Bean Bag
Component Containers allow users to discover and execute methods that process strings.
Selecting Open from the File menu displays a file chooser dialog. The dialog should display .class files located in the working directory (unlike mine does):
After selecting a class file, the declared methods of that file are displayed in the method list box. When the user types a sequence of strings in the Args field then selects a method that takes strings as inputs, the Component Container instantiates the class, then invokes the selected method on the specified arguments. The return value is displayed in the Return field.
Exceptions thrown are displayed in the error field:
You will find two files called Test1.class and Test2.class. You should show screen shots of the result of invoking the methods in these classes. Of course your program should not be hardwired to work with only these classes.
BeanBag requires all method parameter and return types to be String. For a little bit of extra credit (25%) relax this condition so that return types can be arbitrary and parameter types can be any parsable type.

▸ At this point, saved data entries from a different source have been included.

//! Cancellable one-shot and repeating timers.
//!
//! [`delay`] resolves after a duration, [`timeout`] runs a closure after a duration, and
//! [`interval`] runs a closure repeatedly until cleared. Each timer is driven by an owned, named
//! thread that sleeps on a channel so that cancellation can wake it up early instead of letting it
//! sleep out its full duration.

use std::{
    any::Any,
    panic::{self, AssertUnwindSafe},
    sync::{Arc, Weak},
    thread,
    time::{Duration, Instant},
};

use crossbeam_channel::{RecvTimeoutError, Sender};

use crate::{
    promise::{driver, PromiseInner},
    sync::Mutex,
    Canceller, Eventual, Fault, Task,
};

/// Fault payload of an [`interval`] that was cleared before any tick completed.
#[derive(Debug, Clone, Copy, PartialEq, Eq)]
pub struct Cleared;

/// Returns a task that resolves once `after` has passed, along with its cancellation token.
///
/// The task resolves with the time that actually elapsed, which is at least `after`. Firing the
/// token first settles the task with the supplied reason instead and wakes the timer thread, so
/// a cancelled `delay` does not keep its thread sleeping.
pub fn delay(after: Duration) -> (Task<Duration>, Canceller<Duration>) {
    let inner = Arc::new(PromiseInner::new());
    let (nudge_tx, nudge_rx) = crossbeam_channel::unbounded();
    let canceller = Canceller::new(Arc::downgrade(&inner), Some(nudge_tx));
    let cell = inner.clone();
    let start = Instant::now();
    let thread = driver("delay", &inner, move || {
        match nudge_rx.recv_timeout(after) {
            // Cancelled; the token settled the cell before nudging.
            Ok(()) => {}
            Err(RecvTimeoutError::Timeout) => {
                cell.settle(Ok(start.elapsed()));
            }
            Err(RecvTimeoutError::Disconnected) => {
                // Nothing can wake us early anymore; sleep out the rest.
                thread::sleep(after.saturating_sub(start.elapsed()));
                cell.settle(Ok(start.elapsed()));
            }
        }
    });
    (Task::from_driver(inner, canceller.clone(), thread), canceller)
}

/// Returns a task that runs `f` once `after` has passed, along with its cancellation token.
///
/// The task settles with `f`'s settlement: `f` may return a plain value or a [`Task`], and a
/// panic inside `f` becomes the task's [`Fault`]. Firing the token before the timer fires settles
/// the task with the supplied reason and prevents `f` from ever running; firing it later has no
/// effect on the result.
pub fn timeout<T, R, F>(f: F, after: Duration) -> (Task<T>, Canceller<T>)
where
    T: Send + 'static,
    R: Into<Eventual<T>>,
    F: FnOnce() -> R + Send + 'static,
{
    let inner = Arc::new(PromiseInner::new());
    let (nudge_tx, nudge_rx) = crossbeam_channel::unbounded();
    let canceller = Canceller::new(Arc::downgrade(&inner), Some(nudge_tx));
    let cell = inner.clone();
    let thread = driver("timeout", &inner, move || {
        let start = Instant::now();
        match nudge_rx.recv_timeout(after) {
            Ok(()) => return,
            Err(RecvTimeoutError::Timeout) => {}
            Err(RecvTimeoutError::Disconnected) => {
                thread::sleep(after.saturating_sub(start.elapsed()));
            }
        }
        if cell.is_settled() {
            // Cancelled after the timer fired but before `f` started; still skip it.
            return;
        }
        let outcome = match panic::catch_unwind(AssertUnwindSafe(f)) {
            Ok(step) => {
                let step: Eventual<T> = step.into();
                step.settle()
            }
            Err(payload) => Err(Fault::from_payload(payload)),
        };
        cell.settle(outcome);
    });
    (Task::from_driver(inner, canceller.clone(), thread), canceller)
}

/// Returns a task that runs `f` every `every`, along with the [`Clearer`] that stops it.
///
/// The next tick is armed only once the previous tick's settlement is in, so a slow step stretches
/// the interval rather than piling up ticks. The task settles when the interval stops:
///
/// - [`Clearer::clear`] settles it with the last value a tick produced, or with a [`Cleared`]
///   fault if no tick has completed yet.
/// - [`Clearer::clear_with`] settles it with a caller-chosen reason.
/// - A faulting tick (a panic inside `f`, or a step task that rejects) stops the interval and
///   settles the task with that fault.
pub fn interval<T, R, F>(mut f: F, every: Duration) -> (Task<T>, Clearer<T>)
where
    T: Send + 'static,
    R: Into<Eventual<T>>,
    F: FnMut() -> R + Send + 'static,
{
    let inner = Arc::new(PromiseInner::new());
    let (nudge_tx, nudge_rx) = crossbeam_channel::unbounded();
    let last = Arc::new(Mutex::new(None));
    let clearer = Clearer {
        cell: Arc::downgrade(&inner),
        last: last.clone(),
        nudge: nudge_tx.clone(),
    };
    let canceller = Canceller::new(Arc::downgrade(&inner), Some(nudge_tx));
    let cell = inner.clone();
    let thread = driver("interval", &inner, move || loop {
        match nudge_rx.recv_timeout(every) {
            // Cleared or cancelled; the cell was settled before the nudge.
            Ok(()) => return,
            Err(RecvTimeoutError::Disconnected) => {
                // Neither a clearer nor the task remain, so no tick can be observed.
                cell.settle(Err(Fault::new(Cleared)));
                return;
            }
            Err(RecvTimeoutError::Timeout) => {}
        }
        let outcome = match panic::catch_unwind(AssertUnwindSafe(|| f())) {
            Ok(step) => {
                let step: Eventual<T> = step.into();
                step.settle()
            }
            Err(payload) => Err(Fault::from_payload(payload)),
        };
        match outcome {
            Ok(value) => {
                *last.lock() = Some(value);
                if cell.is_settled() {
                    return;
                }
            }
            Err(fault) => {
                cell.settle(Err(fault));
                return;
            }
        }
    });
    (Task::from_driver(inner, canceller, thread), clearer)
}

/// Stops a running [`interval`].
///
/// Cheap to clone; any clone may clear. Clearing twice, or after the interval has already
/// settled, has no effect.
pub struct Clearer<T> {
    cell: Weak<PromiseInner<T>>,
    last: Arc<Mutex<Option<T>>>,
    nudge: Sender<()>,
}

impl<T> Clone for Clearer<T> {
    fn clone(&self) -> Self {
        Self {
            cell: self.cell.clone(),
            last: self.last.clone(),
            nudge: self.nudge.clone(),
        }
    }
}

impl<T> Clearer<T> {
    /// Stops the interval, settling its task with the last value a tick produced.
    ///
    /// If no tick has completed yet, the task settles with a [`Cleared`] fault instead.
    pub fn clear(&self) {
        if let Some(cell) = self.cell.upgrade() {
            let outcome = match self.last.lock().take() {
                Some(value) => Ok(value),
                None => Err(Fault::new(Cleared)),
            };
            cell.settle(outcome);
        }
        let _ = self.nudge.send(());
    }

    /// Stops the interval, settling its task with `reason` instead of the last tick value.
    pub fn clear_with<R: Any + Send>(&self, reason: R) {
        if let Some(cell) = self.cell.upgrade() {
            cell.settle(Err(Fault::new(reason)));
        }
        let _ = self.nudge.send(());
    }
}

#[cfg(test)]
mod tests {
    use std::{
        panic::resume_unwind,
        sync::atomic::{AtomicBool, AtomicUsize, Ordering},
    };

    use super::*;
    use crate::spawn;

    #[test]
    fn delay_resolves_after_the_requested_time() {
        let after = Duration::from_millis(30);
        let start = Instant::now();
        let (task, _cancel) = delay(after);
        let slept = task.block().unwrap();
        let elapsed = start.elapsed();
        assert!(slept >= after, "timer reported {slept:?}, expected at least {after:?}");
        assert!(elapsed >= after, "{elapsed:?} elapsed, expected at least {after:?}");
    }

    #[test]
    fn cancelling_a_delay_delivers_the_reason() {
        let (task, cancel) = delay(Duration::from_secs(60));
        cancel.cancel("nope");
        let fault = task.block().unwrap_err();
        assert_eq!(fault.downcast::<&str>().unwrap(), "nope");
    }

    #[test]
    fn cancelling_a_delay_twice_keeps_the_first_reason() {
        let (task, cancel) = delay(Duration::from_secs(60));
        cancel.cancel("first");
        cancel.cancel("second");
        let fault = task.block().unwrap_err();
        assert_eq!(fault.downcast::<&str>().unwrap(), "first");
    }

    #[test]
    fn timeout_runs_the_closure() {
        let (task, _cancel) = timeout(|| 40 + 2, Duration::from_millis(5));
        assert_eq!(task.block().unwrap(), 42);
    }

    #[test]
    fn timeout_step_may_return_a_task() {
        let (task, _cancel): (Task<i32>, Canceller<i32>) =
            timeout(|| spawn(|| 7), Duration::from_millis(5));
        assert_eq!(task.block().unwrap(), 7);
    }

    #[test]
    fn cancelled_timeout_never_runs_the_closure() {
        let ran = Arc::new(AtomicBool::new(false));
        let flag = ran.clone();
        let (task, cancel) = timeout(
            move || flag.store(true, Ordering::Relaxed),
            Duration::from_millis(30),
        );
        cancel.cancel("skip");
        let fault = task.block().unwrap_err();
        assert_eq!(fault.downcast::<&str>().unwrap(), "skip");
        // `block` joined the timer thread, so the closure can no longer run.
        assert!(!ran.load(Ordering::Relaxed));
    }

    #[test]
    fn timeout_panic_becomes_a_fault() {
        let (task, _cancel) = timeout(
            || -> () { resume_unwind(Box::new("broken step".to_string())) },
            Duration::from_millis(5),
        );
        let fault = task.block().unwrap_err();
        assert_eq!(fault.downcast::<String>().unwrap(), "broken step");
    }

    #[test]
    fn interval_ticks_until_cleared() {
        let count = Arc::new(AtomicUsize::new(0));
        let ticks = count.clone();
        let (task, clear) = interval(
            move || ticks.fetch_add(1, Ordering::Relaxed) + 1,
            Duration::from_millis(10),
        );
        while count.load(Ordering::Relaxed) < 3 {
            thread::sleep(Duration::from_millis(5));
        }
        clear.clear();
        let last = task.block().unwrap();
        // Tick 3 may still be writing its value when we clear, but tick 2's is in.
        assert!(last >= 2, "cleared with tick value {last}, expected at least 2");
        assert!(last <= count.load(Ordering::Relaxed));
    }

    #[test]
    fn clearing_before_any_tick_reports_cleared() {
        let (task, clear) = interval(|| 1, Duration::from_secs(60));
        clear.clear();
        let fault = task.block().unwrap_err();
        assert!(fault.is::<Cleared>());
    }

    #[test]
    fn clear_with_overrides_the_last_value() {
        let (task, clear) = interval(|| 1, Duration::from_millis(5));
        thread::sleep(Duration::from_millis(20));
        clear.clear_with("enough");
        let fault = task.block().unwrap_err();
        assert_eq!(fault.downcast::<&str>().unwrap(), "enough");
    }

    #[test]
    fn faulting_tick_stops_the_interval() {
        let count = Arc::new(AtomicUsize::new(0));
        let ticks = count.clone();
        let (task, _clear) = interval(
            move || {
                if ticks.fetch_add(1, Ordering::Relaxed) == 1 {
                    resume_unwind(Box::new("tick two".to_string()));
                }
                0
            },
            Duration::from_millis(5),
        );
        let fault = task.block().unwrap_err();
        assert_eq!(fault.downcast::<String>().unwrap(), "tick two");
        assert_eq!(count.load(Ordering::Relaxed), 2);
    }
}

All primitive types (int, float, boolean, etc) are parsable.
String is a parsable type
Any class with a constructor with a single String parameter is parsable.
Any class with a parse method is parsable. A parse method is a static method with a single String parameter and having a name with "parse" as its prefix. This method must return an instance of the class.
Hint: Consider using the class java.lang.reflect.Constructor. Also check out Class.isPrimitive().